Monday 19 August 2013

A Bite-Sized Story: Suitcase

This blog has been dead for a little while. This is mainly due to very little happening in my life in relation to writing. I have had a few things happen more recently, though, and will be talking about them here later in the week. For now, here's another bit-sized story.

Suitcase

All at once I found myself single, equal parts freed and now shackled to a new whipping post of emotion. Though I could not have been surer of my feelings and ultimate decision, I still found myself consumed with a feeling of missing something. I explored this feeling and found I did not miss her, for I knew I had never felt encapsulated by her presence with force enough to warrant such post-entwinement grief. I missed something else entirely, something I was still so deeply in love with yet was heart-wrenchingly unable to define. It was the lights in her high-rise apartment at 3 in the morning, the way the glasswork turned pointless sky into glitter on oil. It was the tired morning that felt so fresh and open. It was the quietest room in the loudest house and the echo of tears on concrete.

In the months that washed over my now mundane self I found that despite the heavy longing that pinned me to the seabed of time I could not bring myself to search for these moments. I instead resigned myself, in my mind so starved of the oxygen of feeling, to a fate of mediocrity. A few good beers and a few bad ones, a late train but getting to work 5 minutes early, a cycle funerals and weddings. My world was an unremarkable oscillation from high to low and I withdrew my heart from my sleeve so as to dampen the force of the water.
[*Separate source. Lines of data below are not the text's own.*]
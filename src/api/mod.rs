pub mod media;
pub mod models;
pub mod predict;
pub mod vegetables;
pub mod webhook;

// Re-exports
pub use models::*;

use axum::{Json, Router, extract::State, routing::get};
use std::path::Path;
use tower_http::cors::CorsLayer;
use tower_http::services::{ServeDir, ServeFile};
use tower_http::trace::TraceLayer;
use tracing::warn;

// Health handler (simple, keep here)
pub async fn health_handler(State(state): State<AppState>) -> Json<HealthResponse> {
    let (status, database) = match state.catalog.ping().await {
        Ok(()) => ("healthy", "ok"),
        Err(e) => {
            warn!(error = %e, "Database unreachable");
            ("degraded", "unreachable")
        }
    };

    Json(HealthResponse {
        status: status.to_string(),
        version: env!("CARGO_PKG_VERSION").to_string(),
        database: database.to_string(),
    })
}

/// Full HTTP surface: JSON API, webhook, and the frontend out of `static_dir`.
pub fn router(state: AppState, static_dir: &Path) -> Router {
    let index = ServeFile::new(static_dir.join("index.html"));

    Router::new()
        .route("/health", get(health_handler))
        .merge(vegetables::routes())
        .merge(media::routes())
        .merge(predict::routes())
        .merge(webhook::routes())
        .route_service("/", index.clone())
        .route_service("/search/{veg_id}", index)
        .fallback_service(ServeDir::new(static_dir))
        .with_state(state)
        .layer(CorsLayer::permissive())
        .layer(TraceLayer::new_for_http())
}

#[cfg(test)]
mod tests {
    use super::*;
    use crate::bot::replies::Links;
    use crate::bot::{Bot, BotSettings};
    use crate::catalog::{MemoryCatalog, Recipe, RecipeStep, Vegetable};
    use crate::classifier::{Classifier, ClassifierError, Prediction};
    use crate::line::{LineError, Message, Messenger};
    use crate::line::signature::sign;
    use crate::storage::MemoryStore;
    use async_trait::async_trait;
    use axum::body::{Body, to_bytes};
    use axum::http::{Request, StatusCode, header};
    use axum::response::Response;
    use std::sync::{Arc, Mutex};
    use tower::ServiceExt;

    const SECRET: &str = "channel-secret";

    #[derive(Default)]
    struct RecordingMessenger {
        replies: Mutex<Vec<(String, Vec<Message>)>>,
    }

    #[async_trait]
    impl Messenger for RecordingMessenger {
        async fn reply(&self, reply_token: &str, messages: Vec<Message>) -> Result<(), LineError> {
            self.replies.lock().unwrap().push((reply_token.to_string(), messages));
            Ok(())
        }

        async fn content(&self, _message_id: &str) -> Result<Vec<u8>, LineError> {
            Ok(Vec::new())
        }
    }

    struct EchoLength;

    #[async_trait]
    impl Classifier for EchoLength {
        async fn classify(&self, image: &[u8]) -> Result<Prediction, ClassifierError> {
            Ok(Prediction::new(format!("{} bytes", image.len()), 0.75))
        }
    }

    fn links() -> Links {
        Links {
            web_url: "https://veg.example".into(),
            image_base: "https://files.example".into(),
            bucket: "veg-data-bucket".into(),
        }
    }

    fn state(messenger: Arc<RecordingMessenger>, classifier: Option<Arc<dyn Classifier>>) -> AppState {
        let catalog = Arc::new(
            MemoryCatalog::new()
                .with_vegetable(Vegetable::new(4, "山藥"))
                .with_vegetable(Vegetable::new(6, "秋葵"))
                .with_recipe(
                    6,
                    Recipe {
                        id: 31,
                        title: "空食譜".into(),
                        steps: Vec::new(),
                    },
                )
                .with_recipe(
                    4,
                    Recipe {
                        id: 30,
                        title: "山藥排骨湯".into(),
                        steps: vec![
                            RecipeStep { step_no: 1, description: "排骨汆燙".into() },
                            RecipeStep { step_no: 2, description: "加入山藥燉煮".into() },
                        ],
                    },
                ),
        );
        let settings = BotSettings {
            links: links(),
            carousel_limit: 12,
            nutrient_top_n: 10,
            recipe_limit: 10,
            confident_threshold: 0.8,
            plausible_threshold: 0.5,
        };

        AppState {
            catalog: catalog.clone(),
            store: Arc::new(
                MemoryStore::new()
                    .with_object("images/山藥.jpg", vec![0xFF, 0xD8])
                    .with_object("vege.csv", "id,name\n4,山藥\n"),
            ),
            classifier,
            bot: Arc::new(Bot::new(catalog, messenger, settings)),
            channel_secret: Arc::from(SECRET),
            links: links(),
        }
    }

    fn app() -> Router {
        router(state(Arc::default(), None), Path::new("static"))
    }

    async fn json(response: Response) -> serde_json::Value {
        let bytes = to_bytes(response.into_body(), usize::MAX).await.unwrap();
        serde_json::from_slice(&bytes).unwrap()
    }

    fn get(uri: &str) -> Request<Body> {
        Request::builder().uri(uri).body(Body::empty()).unwrap()
    }

    fn post_json(uri: &str, body: serde_json::Value) -> Request<Body> {
        Request::builder()
            .method("POST")
            .uri(uri)
            .header(header::CONTENT_TYPE, "application/json")
            .body(Body::from(body.to_string()))
            .unwrap()
    }

    #[tokio::test]
    async fn health_reports_database() {
        let response = app().oneshot(get("/health")).await.unwrap();
        assert_eq!(response.status(), StatusCode::OK);

        let body = json(response).await;
        assert_eq!(body["status"], "healthy");
        assert_eq!(body["database"], "ok");
    }

    #[tokio::test]
    async fn lists_vegetables_with_display_fields() {
        let response = app().oneshot(get("/api/vegetables")).await.unwrap();
        assert_eq!(response.status(), StatusCode::OK);

        let body = json(response).await;
        let first = &body[0];
        assert_eq!(first["id"], 4);
        assert_eq!(first["name"], "山藥");
        assert_eq!(first["priceHistory"].as_array().unwrap().len(), 30);
        assert!(first.get("imageUrl").is_none());
    }

    #[tokio::test]
    async fn vegetable_detail_and_missing_id() {
        let response = app().oneshot(get("/api/vegetables/4")).await.unwrap();
        assert_eq!(response.status(), StatusCode::OK);
        let body = json(response).await;
        assert_eq!(body["imageUrl"], body["image"]);
        assert_eq!(body["description"], "新鮮山藥，營養豐富，是您餐桌上的最佳選擇。");

        let response = app().oneshot(get("/api/vegetables/999")).await.unwrap();
        assert_eq!(response.status(), StatusCode::NOT_FOUND);
        assert_eq!(json(response).await["message"], "找不到蔬菜");
    }

    #[tokio::test]
    async fn recipes_render_instructions() {
        let body = json(app().oneshot(get("/api/recipes/4")).await.unwrap()).await;
        assert_eq!(body[0]["title"], "山藥排骨湯");
        assert_eq!(body[0]["instructions"], "步驟1. 排骨汆燙\n步驟2. 加入山藥燉煮");
        assert!(body[0]["imageUrl"].as_str().unwrap().starts_with("https://dummyimage.com/"));

        let response = app().oneshot(get("/api/recipes/5")).await.unwrap();
        assert_eq!(response.status(), StatusCode::OK);
        assert_eq!(json(response).await["message"], "查無此蔬菜的食譜");
    }

    #[tokio::test]
    async fn recipes_without_steps_are_not_listed() {
        let response = app().oneshot(get("/api/recipes/6")).await.unwrap();
        assert_eq!(response.status(), StatusCode::OK);
        assert_eq!(json(response).await["message"], "查無此蔬菜的食譜");
    }

    #[tokio::test]
    async fn media_from_object_store() {
        let response = app()
            .oneshot(get("/api/image/%E5%B1%B1%E8%97%A5.jpg"))
            .await
            .unwrap();
        assert_eq!(response.status(), StatusCode::OK);
        assert_eq!(response.headers()[header::CONTENT_TYPE], "image/jpeg");

        let response = app().oneshot(get("/api/csv/vege.csv")).await.unwrap();
        assert_eq!(response.headers()[header::CONTENT_TYPE], "text/csv");

        let response = app().oneshot(get("/api/image/none.jpg")).await.unwrap();
        assert_eq!(response.status(), StatusCode::NOT_FOUND);
        assert_eq!(json(response).await["message"], "Not found");
    }

    #[tokio::test]
    async fn predict_requires_model_and_image() {
        let response = app()
            .oneshot(post_json("/predict", serde_json::json!({"image": "AQID"})))
            .await
            .unwrap();
        assert_eq!(response.status(), StatusCode::INTERNAL_SERVER_ERROR);
        assert_eq!(json(response).await["message"], "伺服器初始化失敗，模型未載入。");

        let classifier: Arc<dyn Classifier> = Arc::new(EchoLength);
        let app = router(state(Arc::default(), Some(classifier)), Path::new("static"));

        let response = app
            .clone()
            .oneshot(post_json("/predict", serde_json::json!({})))
            .await
            .unwrap();
        assert_eq!(response.status(), StatusCode::BAD_REQUEST);
        assert_eq!(json(response).await["message"], "請求格式錯誤，未包含 'image' 欄位");

        let response = app
            .oneshot(post_json(
                "/predict",
                serde_json::json!({"image": "data:image/jpeg;base64,AQID"}),
            ))
            .await
            .unwrap();
        assert_eq!(response.status(), StatusCode::OK);
        let body = json(response).await;
        assert_eq!(body["label"], "3 bytes");
        assert_eq!(body["confidence"], 0.75);
    }

    #[tokio::test]
    async fn predict_rejections_use_error_shape() {
        let plain = || {
            Request::builder()
                .method("POST")
                .uri("/predict")
                .body(Body::from("not json"))
                .unwrap()
        };

        let response = app().oneshot(plain()).await.unwrap();
        assert_eq!(response.status(), StatusCode::INTERNAL_SERVER_ERROR);
        assert_eq!(json(response).await["message"], "伺服器初始化失敗，模型未載入。");

        let classifier: Arc<dyn Classifier> = Arc::new(EchoLength);
        let app = router(state(Arc::default(), Some(classifier)), Path::new("static"));

        let response = app.clone().oneshot(plain()).await.unwrap();
        assert_eq!(response.status(), StatusCode::BAD_REQUEST);
        let body = json(response).await;
        assert_eq!(body["error"], "400 Bad Request");
        assert!(body["message"].as_str().unwrap().starts_with("請求格式錯誤"));

        let malformed = Request::builder()
            .method("POST")
            .uri("/predict")
            .header(header::CONTENT_TYPE, "application/json")
            .body(Body::from("{\"image\": "))
            .unwrap();
        let response = app.oneshot(malformed).await.unwrap();
        assert_eq!(response.status(), StatusCode::BAD_REQUEST);
        assert!(json(response).await["message"].is_string());
    }

    #[tokio::test]
    async fn callback_checks_signature() {
        let body = r#"{"destination":"U","events":[]}"#;

        let missing = Request::builder()
            .method("POST")
            .uri("/callback")
            .body(Body::from(body))
            .unwrap();
        assert_eq!(app().oneshot(missing).await.unwrap().status(), StatusCode::BAD_REQUEST);

        let forged = Request::builder()
            .method("POST")
            .uri("/callback")
            .header("x-line-signature", sign("other-secret", body.as_bytes()).unwrap())
            .body(Body::from(body))
            .unwrap();
        assert_eq!(app().oneshot(forged).await.unwrap().status(), StatusCode::BAD_REQUEST);
    }

    #[tokio::test]
    async fn callback_replies_to_events() {
        let messenger = Arc::new(RecordingMessenger::default());
        let app = router(state(messenger.clone(), None), Path::new("static"));

        let body = r#"{"destination":"U","events":[
            {"type":"message","replyToken":"tok","message":{"id":"1","type":"text","text":"上傳圖片"}}
        ]}"#;
        let request = Request::builder()
            .method("POST")
            .uri("/callback")
            .header("x-line-signature", sign(SECRET, body.as_bytes()).unwrap())
            .body(Body::from(body))
            .unwrap();

        let response = app.oneshot(request).await.unwrap();
        assert_eq!(response.status(), StatusCode::OK);
        let text = to_bytes(response.into_body(), usize::MAX).await.unwrap();
        assert_eq!(&text[..], b"OK");

        let replies = messenger.replies.lock().unwrap();
        assert_eq!(replies.len(), 1);
        assert_eq!(replies[0].0, "tok");
    }

    #[tokio::test]
    async fn malformed_webhook_body_is_rejected() {
        let body = "not json";
        let request = Request::builder()
            .method("POST")
            .uri("/callback")
            .header("x-line-signature", sign(SECRET, body.as_bytes()).unwrap())
            .body(Body::from(body))
            .unwrap();
        assert_eq!(app().oneshot(request).await.unwrap().status(), StatusCode::BAD_REQUEST);
    }
}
A singular question tugged at my consciousness, and I found it was the one thing time did not free me from. What happens when we reach for each other? I had known what happened when I last reached, and the result was unsatisfying. So why did I feel so implored to reach again for what would only be a scientific purpose? Following due process I first searched for a meaning to the experiment my anchored brain begged to be untethered for. I did not desire a more spectacular result, feeling that spectacularity would reach for me if it would ever feature in the years to come. Researching one's own mind is a terrifying task filled with bias and pain, so despite my better judgement I chose to forego that second step.

The hypothesis kept me locked for months in the quagmire of shifting sand on the ocean floor where my head's heart still lay, and by the time I had established one I found I was able to pass the experiment by. My mind asked me what happened when we reach for each other, and of course it already knew the answer. The fundamental issue was 'why do we reach?'. I had never loved that for which I had cast myself out, adrift on the tide. I reached not because I loved what reached back, but because I loved the act of reaching out. I did not want to meet someone and hear a chorus of angels signalling I had found the one, I wanted to fall madly in love with one of the transient angels.
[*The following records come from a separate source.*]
use crate::nutrients::NutrientProfile;
use serde::Serialize;

/// Identifier and name of a vegetable, as listed by the web API.
#[derive(Debug, Clone, PartialEq, Eq, Serialize)]
pub struct VegetableRef {
    pub id: i32,
    pub name: String,
}

/// Full vegetable record used by the bot.
#[derive(Debug, Clone, PartialEq)]
pub struct Vegetable {
    pub id: i32,
    pub name: String,
    pub aliases: Vec<String>,
    pub nutrients: NutrientProfile,
}

impl Vegetable {
    pub fn new(id: i32, name: impl Into<String>) -> Self {
        Self {
            id,
            name: name.into(),
            aliases: Vec::new(),
            nutrients: NutrientProfile::new(),
        }
    }

    pub fn with_aliases<I, S>(mut self, aliases: I) -> Self
    where
        I: IntoIterator<Item = S>,
        S: Into<String>,
    {
        self.aliases = aliases.into_iter().map(Into::into).collect();
        self
    }

    pub fn with_nutrients(mut self, nutrients: NutrientProfile) -> Self {
        self.nutrients = nutrients;
        self
    }

    /// Records without a name or without any nutrient data are never
    /// rendered as cards.
    pub fn is_presentable(&self) -> bool {
        !self.name.trim().is_empty() && self.nutrients.has_values()
    }
}

#[derive(Debug, Clone, PartialEq, Eq)]
pub struct RecipeStep {
    pub step_no: i32,
    pub description: String,
}

#[derive(Debug, Clone, PartialEq, Eq)]
pub struct Recipe {
    pub id: i32,
    pub title: String,
    /// Ordered by step number.
    pub steps: Vec<RecipeStep>,
}

impl Recipe {
    /// First step doubles as the short description on cards.
    pub fn summary(&self) -> &str {
        self.steps
            .first()
            .map(|s| s.description.as_str())
            .unwrap_or("")
    }

    /// `步驟{n}. {description}` lines, as the web frontend shows them.
    pub fn instructions(&self) -> String {
        self.steps
            .iter()
            .map(|s| format!("步驟{}. {}", s.step_no, s.description))
            .collect::<Vec<_>>()
            .join("\n")
    }
}

#[cfg(test)]
mod tests {
    use super::*;
    use crate::nutrients::Nutrient;

    fn recipe() -> Recipe {
        Recipe {
            id: 3,
            title: "蒜炒空心菜".into(),
            steps: vec![
                RecipeStep {
                    step_no: 1,
                    description: "洗菜".into(),
                },
                RecipeStep {
                    step_no: 2,
                    description: "爆香蒜頭".into(),
                },
            ],
        }
    }

    #[test]
    fn instructions_number_each_step() {
        assert_eq!(recipe().instructions(), "步驟1. 洗菜\n步驟2. 爆香蒜頭");
        assert_eq!(recipe().summary(), "洗菜");
    }

    #[test]
    fn empty_recipe_has_blank_summary() {
        let empty = Recipe {
            id: 1,
            title: "x".into(),
            steps: vec![],
        };
        assert_eq!(empty.summary(), "");
        assert_eq!(empty.instructions(), "");
    }

    #[test]
    fn presentable_requires_name_and_data() {
        let bare = Vegetable::new(1, "芹菜");
        assert!(!bare.is_presentable());

        let named = Vegetable::new(1, "芹菜")
            .with_nutrients(NutrientProfile::new().with(Nutrient::Water, 95.0));
        assert!(named.is_presentable());

        let unnamed = Vegetable::new(2, " ")
            .with_nutrients(NutrientProfile::new().with(Nutrient::Water, 95.0));
        assert!(!unnamed.is_presentable());
    }
}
In this endless sky, where we reach out by the billions and still feel like the world is empty, we find ourselves forced upon vessels of our own creation that are somehow alien to us. We fly these kites and sail these ships, hoping to catch someone else's line, or spot another brig on the horizon. We reach so that we might find someone who reaches the same way we do. It is with this person that we will settle down and understand that fundamentally we see the world through the same pair of eyes. It matters not that we found each other, but that we reached out in our personal way and found someone who loved that same brand of reaching. It is not the destination, it is not the journey, it is the suitcase stapled to our hands full of everything we are.